Corina y Jacob han vivido siempre de la organización de robos de obras de arte. Cuando se dan por retirados de la profesión a causa de su edad avanzada y de la falta de ofertas, reciben un encargo imprevisto por parte de un mexicano libertino y de tendencias místicas que sueña con construir un prisma para ver el rostro de Dios. El encargo consiste en llevar a cabo el robo de las presuntas reliquias de los Reyes Magos que se conservan en la catedral alemana de Colonia.

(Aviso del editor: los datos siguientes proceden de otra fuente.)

impl Store for SqliteStore {
    fn registry(&self) -> &SchemaRegistry {
        &self.registry
    }

    fn insert(&mut self, entity: &Entity) -> Result<(), StorageError> {
        self.validate(entity)?;

        let result = self.conn.execute(
            "INSERT INTO entities (entity_id, entity_type) VALUES (?1, ?2)",
            rusqlite::params![entity.id.as_bytes().as_slice(), entity.entity_type],
        );
        match result {
            Ok(_) => {}
            Err(rusqlite::Error::SqliteFailure(err, _))
                if err.code == rusqlite::ErrorCode::ConstraintViolation =>
            {
                return Err(StorageError::Validation(format!(
                    "entity {} already exists",
                    entity.id
                )));
            }
            Err(e) => return Err(StorageError::Sqlite(e)),
        }

        self.write_state(entity)?;
        debug!(entity_id = %entity.id, entity_type = %entity.entity_type, "inserted entity");
        Ok(())
    }

    fn get_entity(&self, entity_id: EntityId) -> Result<Option<EntityRecord>, StorageError> {
        let mut stmt = self
            .conn
            .prepare("SELECT entity_id, entity_type, created_at FROM entities WHERE entity_id = ?1")?;
        let mut rows = stmt.query_map(
            rusqlite::params![entity_id.as_bytes().as_slice()],
            |row| {
                let eid_bytes: Vec<u8> = row.get(0)?;
                let entity_type: String = row.get(1)?;
                let created_at: i64 = row.get(2)?;
                Ok((eid_bytes, entity_type, created_at))
            },
        )?;

        match rows.next() {
            Some(Ok((eid_bytes, entity_type, created_at))) => Ok(Some(EntityRecord {
                entity_id: EntityId::from_bytes(to_array::<16>(eid_bytes, "entity_id")?),
                entity_type,
                created_at,
            })),
            Some(Err(e)) => Err(StorageError::Sqlite(e)),
            None => Ok(None),
        }
    }

    fn load(&self, entity_id: EntityId) -> Result<Option<Entity>, StorageError> {
        let record = match self.get_entity(entity_id)? {
            Some(record) => record,
            None => return Ok(None),
        };

        let mut entity = Entity::with_id(record.entity_id, record.entity_type);
        for (key, value) in self.get_fields(entity_id)? {
            entity.set_field(key, value);
        }

        // Only direct to-one slots materialize on the entity; to-many
        // memberships stay in storage and derived views are never loaded.
        let def = self.registry.entity_def(&entity.entity_type)?;
        for rel in def.relations() {
            if rel.kind.is_to_one() && !rel.derived {
                entity.set_link(rel.name.clone(), self.get_link(entity_id, &rel.name)?);
            }
        }
        Ok(Some(entity))
    }

    fn get_field(
        &self,
        entity_id: EntityId,
        field_key: &str,
    ) -> Result<Option<FieldValue>, StorageError> {
        let mut stmt = self
            .conn
            .prepare("SELECT value FROM fields WHERE entity_id = ?1 AND field_key = ?2")?;
        let mut rows = stmt.query_map(
            rusqlite::params![entity_id.as_bytes().as_slice(), field_key],
            |row| row.get::<_, Vec<u8>>(0),
        )?;

        match rows.next() {
            Some(Ok(val_bytes)) => {
                let value = FieldValue::from_msgpack(&val_bytes)
                    .map_err(|e| StorageError::Serialization(e.to_string()))?;
                Ok(Some(value))
            }
            Some(Err(e)) => Err(StorageError::Sqlite(e)),
            None => Ok(None),
        }
    }

    fn get_fields(&self, entity_id: EntityId) -> Result<Vec<(String, FieldValue)>, StorageError> {
        let mut stmt = self.conn.prepare(
            "SELECT field_key, value FROM fields WHERE entity_id = ?1 ORDER BY field_key",
        )?;
        let rows = stmt.query_map(
            rusqlite::params![entity_id.as_bytes().as_slice()],
            |row| {
                let key: String = row.get(0)?;
                let val_bytes: Vec<u8> = row.get(1)?;
                Ok((key, val_bytes))
            },
        )?;

        let mut result = Vec::new();
        for row in rows {
            let (key, val_bytes) = row?;
            let value = FieldValue::from_msgpack(&val_bytes)
                .map_err(|e| StorageError::Serialization(e.to_string()))?;
            result.push((key, value));
        }
        Ok(result)
    }

    fn get_link(
        &self,
        entity_id: EntityId,
        relation: &str,
    ) -> Result<Option<EntityId>, StorageError> {
        let mut stmt = self.conn.prepare(
            "SELECT target_id FROM links WHERE source_id = ?1 AND relation = ?2 LIMIT 1",
        )?;
        let mut rows = stmt.query_map(
            rusqlite::params![entity_id.as_bytes().as_slice(), relation],
            |row| row.get::<_, Vec<u8>>(0),
        )?;

        match rows.next() {
            Some(Ok(target_bytes)) => Ok(Some(EntityId::from_bytes(to_array::<16>(
                target_bytes,
                "target_id",
            )?))),
            Some(Err(e)) => Err(StorageError::Sqlite(e)),
            None => Ok(None),
        }
    }

    fn set_link(
        &mut self,
        entity_id: EntityId,
        relation: &str,
        target: Option<EntityId>,
    ) -> Result<(), StorageError> {
        self.replace_link(entity_id, relation, target)
    }

    fn get_linked(
        &self,
        entity_id: EntityId,
        relation: &str,
    ) -> Result<Vec<EntityId>, StorageError> {
        let mut stmt = self.conn.prepare(
            "SELECT target_id FROM links WHERE source_id = ?1 AND relation = ?2 ORDER BY rowid",
        )?;
        let rows = stmt.query_map(
            rusqlite::params![entity_id.as_bytes().as_slice(), relation],
            |row| row.get::<_, Vec<u8>>(0),
        )?;

        let mut result = Vec::new();
        for row in rows {
            result.push(EntityId::from_bytes(to_array::<16>(row?, "target_id")?));
        }
        Ok(result)
    }

    fn add_link(
        &mut self,
        entity_id: EntityId,
        relation: &str,
        target: EntityId,
    ) -> Result<(), StorageError> {
        // INSERT OR IGNORE over the (source, relation, target) key is
        // the idempotent-add contract.
        self.conn.execute(
            "INSERT OR IGNORE INTO links (source_id, relation, target_id) VALUES (?1, ?2, ?3)",
            rusqlite::params![
                entity_id.as_bytes().as_slice(),
                relation,
                target.as_bytes().as_slice(),
            ],
        )?;
        Ok(())
    }

    fn save(&mut self, entity: &Entity) -> Result<(), StorageError> {
        self.validate(entity)?;
        match self.get_entity(entity.id)? {
            Some(record) if record.entity_type == entity.entity_type => {}
            Some(record) => {
                return Err(StorageError::Validation(format!(
                    "entity {} is a {}, not a {}",
                    entity.id, record.entity_type, entity.entity_type
                )));
            }
            None => return Err(StorageError::NotFound(entity.id.to_string())),
        }

        self.write_state(entity)?;
        debug!(entity_id = %entity.id, entity_type = %entity.entity_type, "saved entity");
        Ok(())
    }

    fn delete(&mut self, entity_id: EntityId) -> Result<(), StorageError> {
        let removed = self.conn.execute(
            "DELETE FROM entities WHERE entity_id = ?1",
            rusqlite::params![entity_id.as_bytes().as_slice()],
        )?;
        if removed == 0 {
            return Err(StorageError::Delete(format!(
                "entity {entity_id} does not exist"
            )));
        }
        self.conn.execute(
            "DELETE FROM fields WHERE entity_id = ?1",
            rusqlite::params![entity_id.as_bytes().as_slice()],
        )?;
        // Cascade: every link row naming this entity goes with it, on
        // either side. Inbound to-one slots read as unset afterwards.
        self.conn.execute(
            "DELETE FROM links WHERE source_id = ?1 OR target_id = ?1",
            rusqlite::params![entity_id.as_bytes().as_slice()],
        )?;
        debug!(entity_id = %entity_id, "deleted entity");
        Ok(())
    }

    fn in_transaction<T>(
        &mut self,
        f: impl FnOnce(&mut Self) -> Result<T, StorageError>,
    ) -> Result<T, StorageError> {
        self.exec_batch("BEGIN IMMEDIATE")?;
        match f(self) {
            Ok(value) => {
                self.exec_batch("COMMIT")?;
                Ok(value)
            }
            Err(e) => {
                let _ = self.exec_batch("ROLLBACK");
                Err(e)
            }
        }
    }
}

A partir de ahí, Benítez Reyes traza una parodia sutil, aunque hilarante y demoledora, de las novelas de intrigas esotéricas, de su truculencia y de sus peculiaridades descabelladas. Pero Mercado de espejismos trasciende la mera parodia para ofrecernos un diagnóstico de la fragilidad de nuestro pensamiento, de las trampas de la imaginación, de la necesidad de inventarnos la vida para que la vida adquiera realidad. Y es en ese ámbito psicológico donde adquiere un sentido inquietante esta historia repleta de giros sorprendentes y de final insospechado.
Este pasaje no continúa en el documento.